Your task — Scan the records below for the word "derive". Copy each line where it appears.

[Saved entries]
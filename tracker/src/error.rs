use crate::server::ServerMatchError;
use relint_issue_store::{CacheError, StoreError};
use thiserror::Error;

#[derive(Error, Debug)]
pub enum TrackerError {
    #[error(transparent)]
    Cache(#[from] CacheError),

    #[error(transparent)]
    Store(#[from] StoreError),

    #[error("server matching failed: {0}")]
    ServerMatch(#[from] ServerMatchError),

    /// The server response did not mirror the request shape; nothing was
    /// applied.
    #[error("server response shape mismatch: {0}")]
    ResponseShape(String),

    #[error("no tracked finding with id {0}")]
    UnknownFinding(uuid::Uuid),

    #[error("invalid configuration: {0}")]
    Config(String),
}

pub type Result<T> = std::result::Result<T, TrackerError>;
/*!
# relint matcher

Correlates the raw findings of one analysis pass against the previously
tracked findings of the same file, so that identity survives edits.

The engine works on [`MatchToken`], a flat projection every matchable shape
converts to, and pairs tokens in three passes of decreasing confidence:

1. same rule key and identical text-range digest,
2. same rule key and identical line-content digest,
3. same rule key and message, nearest line number.

Each pass removes its pairs from further consideration; whatever is left on
the raw side is new, whatever is left on the previous side is gone. For a
given input pair the result is deterministic and a one-to-one correlation.
*/

mod correlate;
mod token;

pub use correlate::{Matching, correlate};
pub use token::MatchToken;
use serde::{Deserialize, Serialize};

/// Severity reported by the analyzer, from most to least urgent.
#[derive(Clone, Copy, Debug, Serialize, Deserialize, PartialEq, Eq, Hash)]
#[serde(rename_all = "snake_case")]
pub enum Severity {
    Blocker,
    Critical,
    Major,
    Minor,
    Info,
}

/// What kind of defect a rule reports.
#[derive(Clone, Copy, Debug, Serialize, Deserialize, PartialEq, Eq, Hash)]
#[serde(rename_all = "snake_case")]
pub enum FindingKind {
    Bug,
    Vulnerability,
    CodeSmell,
}

/// One defect report from a single analysis pass.
///
/// Raw findings carry no history: they are correlated against the previously
/// tracked set and then discarded. Absent fields mean "no signal" for the
/// corresponding matching tier.
#[derive(Clone, Debug, PartialEq, Eq)]
pub struct RawFinding {
    /// Rule identifier, e.g. `"java:S1481"`.
    pub rule_key: String,
    /// Human-readable message for this occurrence.
    pub message: String,
    /// 1-based line number; `None` for file- or project-level findings.
    pub line: Option<u32>,
    /// Digest of the exact text range content, when the finding has one.
    pub range_digest: Option<String>,
    /// Digest of the enclosing line's content, when the finding has one.
    pub line_digest: Option<String>,
    /// Severity as reported by the analyzer.
    pub severity: Severity,
    /// Kind as reported by the analyzer.
    pub kind: FindingKind,
}

impl RawFinding {
    /// A file- or project-level finding with no position and no digests.
    pub fn file_level(
        rule_key: impl Into<String>,
        message: impl Into<String>,
        severity: Severity,
        kind: FindingKind,
    ) -> Self {
        Self {
            rule_key: rule_key.into(),
            message: message.into(),
            line: None,
            range_digest: None,
            line_digest: None,
            severity,
            kind,
        }
    }
}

Exercise answer —
#[derive(Error, Debug)]
#[derive(Clone, Copy, Debug, Serialize, Deserialize, PartialEq, Eq, Hash)]
#[derive(Clone, Copy, Debug, Serialize, Deserialize, PartialEq, Eq, Hash)]
#[derive(Clone, Debug, PartialEq, Eq)]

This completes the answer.